START Exercise input

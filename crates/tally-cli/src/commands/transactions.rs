//! Transaction listing command

use anyhow::Result;
use tally_core::db::Database;

use super::truncate;

pub fn cmd_transactions_list(db: &Database, account: Option<&str>, limit: i64) -> Result<()> {
    let account_id = match account {
        Some(name) => {
            let found = db
                .list_accounts()?
                .into_iter()
                .find(|a| a.name == name)
                .map(|a| a.id);
            match found {
                Some(id) => Some(id),
                None => {
                    println!("No account named '{}'", name);
                    return Ok(());
                }
            }
        }
        None => None,
    };

    let transactions = db.list_transactions(account_id, limit, 0)?;

    if transactions.is_empty() {
        println!("No transactions yet.");
        return Ok(());
    }

    println!("💳 Transactions (newest first)");
    for tx in transactions {
        let marker = if tx.is_recurring { "🔁" } else { "  " };
        println!(
            "   {} {}  {:<32} {:>10.2}",
            marker,
            tx.date,
            truncate(&tx.description, 32),
            tx.amount
        );
    }
    Ok(())
}
//! Recurring definition storage
//!
//! The due query is the engine's input contract:
//! `active AND next_run_date <= today`, date-only.

use chrono::NaiveDate;
use rusqlite::params;
use tracing::warn;

use super::{parse_date_column, parse_datetime, Database};
use crate::error::Result;
use crate::models::{Interval, NewRecurring, RecurringDefinition};

/// Due definitions read from storage, with rows whose interval column did
/// not parse reported separately (skipped, never fatal for the batch).
#[derive(Debug, Default)]
pub struct DueRecurring {
    pub definitions: Vec<RecurringDefinition>,
    pub malformed: Vec<(i64, String)>,
}

/// Row image before the interval column is parsed
struct RawRecurringRow {
    id: i64,
    description: String,
    amount: f64,
    interval: String,
    next_run_date: NaiveDate,
    last_run_date: Option<NaiveDate>,
    active: bool,
    account_id: Option<i64>,
    category_id: Option<i64>,
    created_at: String,
}

impl RawRecurringRow {
    fn from_row(row: &rusqlite::Row<'_>) -> rusqlite::Result<Self> {
        let next_run_str: String = row.get(6)?;
        let last_run_str: Option<String> = row.get(7)?;
        Ok(Self {
            id: row.get(0)?,
            description: row.get(1)?,
            amount: row.get(2)?,
            interval: row.get(3)?,
            account_id: row.get(4)?,
            category_id: row.get(5)?,
            next_run_date: parse_date_column(&next_run_str, 6)?,
            last_run_date: last_run_str
                .as_deref()
                .map(|s| parse_date_column(s, 7))
                .transpose()?,
            active: row.get(8)?,
            created_at: row.get(9)?,
        })
    }

    fn into_definition(self) -> std::result::Result<RecurringDefinition, (i64, String)> {
        let interval: Interval = match self.interval.parse() {
            Ok(i) => i,
            Err(_) => return Err((self.id, self.interval)),
        };
        Ok(RecurringDefinition {
            id: self.id,
            description: self.description,
            amount: self.amount,
            interval,
            next_run_date: self.next_run_date,
            last_run_date: self.last_run_date,
            active: self.active,
            account_id: self.account_id,
            category_id: self.category_id,
            created_at: parse_datetime(&self.created_at),
        })
    }
}

const RECURRING_COLUMNS: &str = "id, description, amount, interval, account_id, category_id, \
     next_run_date, last_run_date, active, created_at";

impl Database {
    /// Insert a recurring definition; `next_run_date` is its first scheduled
    /// date.
    pub fn insert_recurring(&self, def: &NewRecurring) -> Result<i64> {
        let conn = self.conn()?;
        conn.execute(
            r#"
            INSERT INTO recurring (description, amount, interval, next_run_date, account_id, category_id)
            VALUES (?, ?, ?, ?, ?, ?)
            "#,
            params![
                def.description,
                def.amount,
                def.interval.as_str(),
                def.next_run_date.to_string(),
                def.account_id,
                def.category_id,
            ],
        )?;
        Ok(conn.last_insert_rowid())
    }

    /// List recurring definitions, active only by default.
    ///
    /// Rows with a malformed interval are logged and skipped here; the due
    /// query reports them instead so runs can surface them.
    pub fn list_recurring(&self, include_inactive: bool) -> Result<Vec<RecurringDefinition>> {
        let conn = self.conn()?;
        let sql = if include_inactive {
            format!(
                "SELECT {} FROM recurring ORDER BY next_run_date, id",
                RECURRING_COLUMNS
            )
        } else {
            format!(
                "SELECT {} FROM recurring WHERE active = 1 ORDER BY next_run_date, id",
                RECURRING_COLUMNS
            )
        };

        let mut stmt = conn.prepare(&sql)?;
        let rows = stmt
            .query_map([], RawRecurringRow::from_row)?
            .collect::<std::result::Result<Vec<_>, _>>()?;

        let mut definitions = Vec::with_capacity(rows.len());
        for raw in rows {
            match raw.into_definition() {
                Ok(def) => definitions.push(def),
                Err((id, interval)) => {
                    warn!(definition = id, interval = %interval, "skipping row with malformed interval");
                }
            }
        }
        Ok(definitions)
    }

    /// Read the definitions due on `today`: active with a next run date that
    /// has arrived or passed.
    pub fn list_due_recurring(&self, today: NaiveDate) -> Result<DueRecurring> {
        let conn = self.conn()?;
        let sql = format!(
            "SELECT {} FROM recurring WHERE active = 1 AND next_run_date <= ? ORDER BY next_run_date, id",
            RECURRING_COLUMNS
        );

        let mut stmt = conn.prepare(&sql)?;
        let rows = stmt
            .query_map(params![today.to_string()], RawRecurringRow::from_row)?
            .collect::<std::result::Result<Vec<_>, _>>()?;

        let mut due = DueRecurring::default();
        for raw in rows {
            match raw.into_definition() {
                Ok(def) => due.definitions.push(def),
                Err(malformed) => due.malformed.push(malformed),
            }
        }
        Ok(due)
    }

    /// Write an advanced schedule back to storage
    pub fn update_recurring_schedule(
        &self,
        id: i64,
        next_run_date: NaiveDate,
        last_run_date: Option<NaiveDate>,
    ) -> Result<()> {
        let conn = self.conn()?;
        conn.execute(
            "UPDATE recurring SET next_run_date = ?, last_run_date = ? WHERE id = ?",
            params![
                next_run_date.to_string(),
                last_run_date.map(|d| d.to_string()),
                id
            ],
        )?;
        Ok(())
    }

    /// Activate or deactivate a definition. Deactivation removes it from
    /// consideration without touching its materialized history.
    pub fn set_recurring_active(&self, id: i64, active: bool) -> Result<()> {
        let conn = self.conn()?;
        conn.execute(
            "UPDATE recurring SET active = ? WHERE id = ?",
            params![active, id],
        )?;
        Ok(())
    }
}

#[cfg(test)]
mod tests {
    use super::*;

    fn date(y: i32, m: u32, d: u32) -> NaiveDate {
        NaiveDate::from_ymd_opt(y, m, d).unwrap()
    }

    fn sample(next: NaiveDate) -> NewRecurring {
        NewRecurring {
            description: "Netflix".to_string(),
            amount: -12.99,
            interval: Interval::Monthly,
            next_run_date: next,
            account_id: None,
            category_id: None,
        }
    }

    #[test]
    fn test_insert_and_list_round_trip() {
        let db = Database::in_memory().unwrap();
        let id = db.insert_recurring(&sample(date(2024, 1, 15))).unwrap();

        let defs = db.list_recurring(false).unwrap();
        assert_eq!(defs.len(), 1);
        assert_eq!(defs[0].id, id);
        assert_eq!(defs[0].interval, Interval::Monthly);
        assert_eq!(defs[0].next_run_date, date(2024, 1, 15));
        assert_eq!(defs[0].last_run_date, None);
        assert!(defs[0].active);
    }

    #[test]
    fn test_due_query_boundary() {
        let db = Database::in_memory().unwrap();
        db.insert_recurring(&sample(date(2024, 1, 15))).unwrap();

        // the day before: not due
        assert!(db
            .list_due_recurring(date(2024, 1, 14))
            .unwrap()
            .definitions
            .is_empty());
        // on the day and after: due
        assert_eq!(
            db.list_due_recurring(date(2024, 1, 15))
                .unwrap()
                .definitions
                .len(),
            1
        );
        assert_eq!(
            db.list_due_recurring(date(2024, 3, 1))
                .unwrap()
                .definitions
                .len(),
            1
        );
    }

    #[test]
    fn test_inactive_excluded_from_due() {
        let db = Database::in_memory().unwrap();
        let id = db.insert_recurring(&sample(date(2024, 1, 15))).unwrap();
        db.set_recurring_active(id, false).unwrap();

        assert!(db
            .list_due_recurring(date(2024, 2, 1))
            .unwrap()
            .definitions
            .is_empty());
        // still visible when listing everything
        assert_eq!(db.list_recurring(true).unwrap().len(), 1);
        assert!(db.list_recurring(false).unwrap().is_empty());
    }

    #[test]
    fn test_schedule_update_round_trip() {
        let db = Database::in_memory().unwrap();
        let id = db.insert_recurring(&sample(date(2024, 1, 15))).unwrap();
        db.update_recurring_schedule(id, date(2024, 2, 15), Some(date(2024, 1, 15)))
            .unwrap();

        let defs = db.list_recurring(false).unwrap();
        assert_eq!(defs[0].next_run_date, date(2024, 2, 15));
        assert_eq!(defs[0].last_run_date, Some(date(2024, 1, 15)));
    }

    #[test]
    fn test_malformed_interval_reported_by_due_query() {
        let db = Database::in_memory().unwrap();
        let id = db.insert_recurring(&sample(date(2024, 1, 15))).unwrap();

        let conn = db.conn().unwrap();
        conn.execute(
            "UPDATE recurring SET interval = 'sometimes' WHERE id = ?",
            params![id],
        )
        .unwrap();
        drop(conn);

        let due = db.list_due_recurring(date(2024, 2, 1)).unwrap();
        assert!(due.definitions.is_empty());
        assert_eq!(due.malformed, vec![(id, "sometimes".to_string())]);
    }
}
//! Error types for Tally

use thiserror::Error;

#[derive(Error, Debug)]
pub enum Error {
    #[error("Database error: {0}")]
    Database(#[from] rusqlite::Error),

    #[error("Database pool error: {0}")]
    Pool(#[from] r2d2::Error),

    #[error("CSV parsing error: {0}")]
    Csv(#[from] csv::Error),

    #[error("IO error: {0}")]
    Io(#[from] std::io::Error),

    #[error("HTTP request error: {0}")]
    Http(#[from] reqwest::Error),

    #[error("JSON error: {0}")]
    Json(#[from] serde_json::Error),

    #[error("Import error: {0}")]
    Import(String),

    #[error("Unsupported statement format: {0}")]
    UnsupportedFormat(String),

    #[error("Extraction error: {0}")]
    Extraction(String),

    #[error("Invalid data: {0}")]
    InvalidData(String),

    #[error("Not found: {0}")]
    NotFound(String),
}

pub type Result<T> = std::result::Result<T, Error>;
//! Statement duplicate detection
//!
//! Decides whether newly observed transactions already exist in an account's
//! history, so statement imports and recurring collisions don't double-book.
//! Two records describe the same real-world charge when their amounts are
//! within a currency-unit tolerance and their dates within a few days; the
//! description does not participate in the match.

use tracing::debug;

use crate::models::{Candidate, Transaction};

/// Amounts closer than this are treated as equal (strict `<`).
pub const AMOUNT_TOLERANCE: f64 = 0.01;

/// Candidate and existing dates may differ by up to this many days.
pub const MATCH_WINDOW_DAYS: i64 = 3;

/// Candidates that survived the duplicate check, plus the count that didn't.
#[derive(Debug, Default)]
pub struct FilterOutcome {
    pub accepted: Vec<Candidate>,
    pub duplicate_count: usize,
}

fn is_duplicate_pair(existing: &Transaction, candidate: &Candidate) -> bool {
    (existing.amount - candidate.amount).abs() < AMOUNT_TOLERANCE
        && (existing.date - candidate.date).num_days().abs() <= MATCH_WINDOW_DAYS
}

/// Split candidates into genuinely-new records and duplicates of history.
///
/// The match is greedy and non-consuming: the first matching existing
/// transaction marks a candidate as duplicate, and one existing transaction
/// may mark any number of candidates. Deterministic for given input sets.
pub fn filter_new(candidates: Vec<Candidate>, existing: &[Transaction]) -> FilterOutcome {
    let total = candidates.len();
    let accepted: Vec<Candidate> = candidates
        .into_iter()
        .filter(|candidate| !existing.iter().any(|e| is_duplicate_pair(e, candidate)))
        .collect();
    let duplicate_count = total - accepted.len();

    if duplicate_count > 0 {
        debug!(
            "Duplicate check: {} of {} candidate(s) already present",
            duplicate_count, total
        );
    }

    FilterOutcome {
        accepted,
        duplicate_count,
    }
}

END Exercise input

Directions: Starting at the line above that contains "pub struct FilterOutcome", repeat each line exactly up to and including the line that contains "one existing transaction", and stop there.

Worked solution:
pub struct FilterOutcome {
    pub accepted: Vec<Candidate>,
    pub duplicate_count: usize,
}

fn is_duplicate_pair(existing: &Transaction, candidate: &Candidate) -> bool {
    (existing.amount - candidate.amount).abs() < AMOUNT_TOLERANCE
        && (existing.date - candidate.date).num_days().abs() <= MATCH_WINDOW_DAYS
}

/// Split candidates into genuinely-new records and duplicates of history.
///
/// The match is greedy and non-consuming: the first matching existing
/// transaction marks a candidate as duplicate, and one existing transaction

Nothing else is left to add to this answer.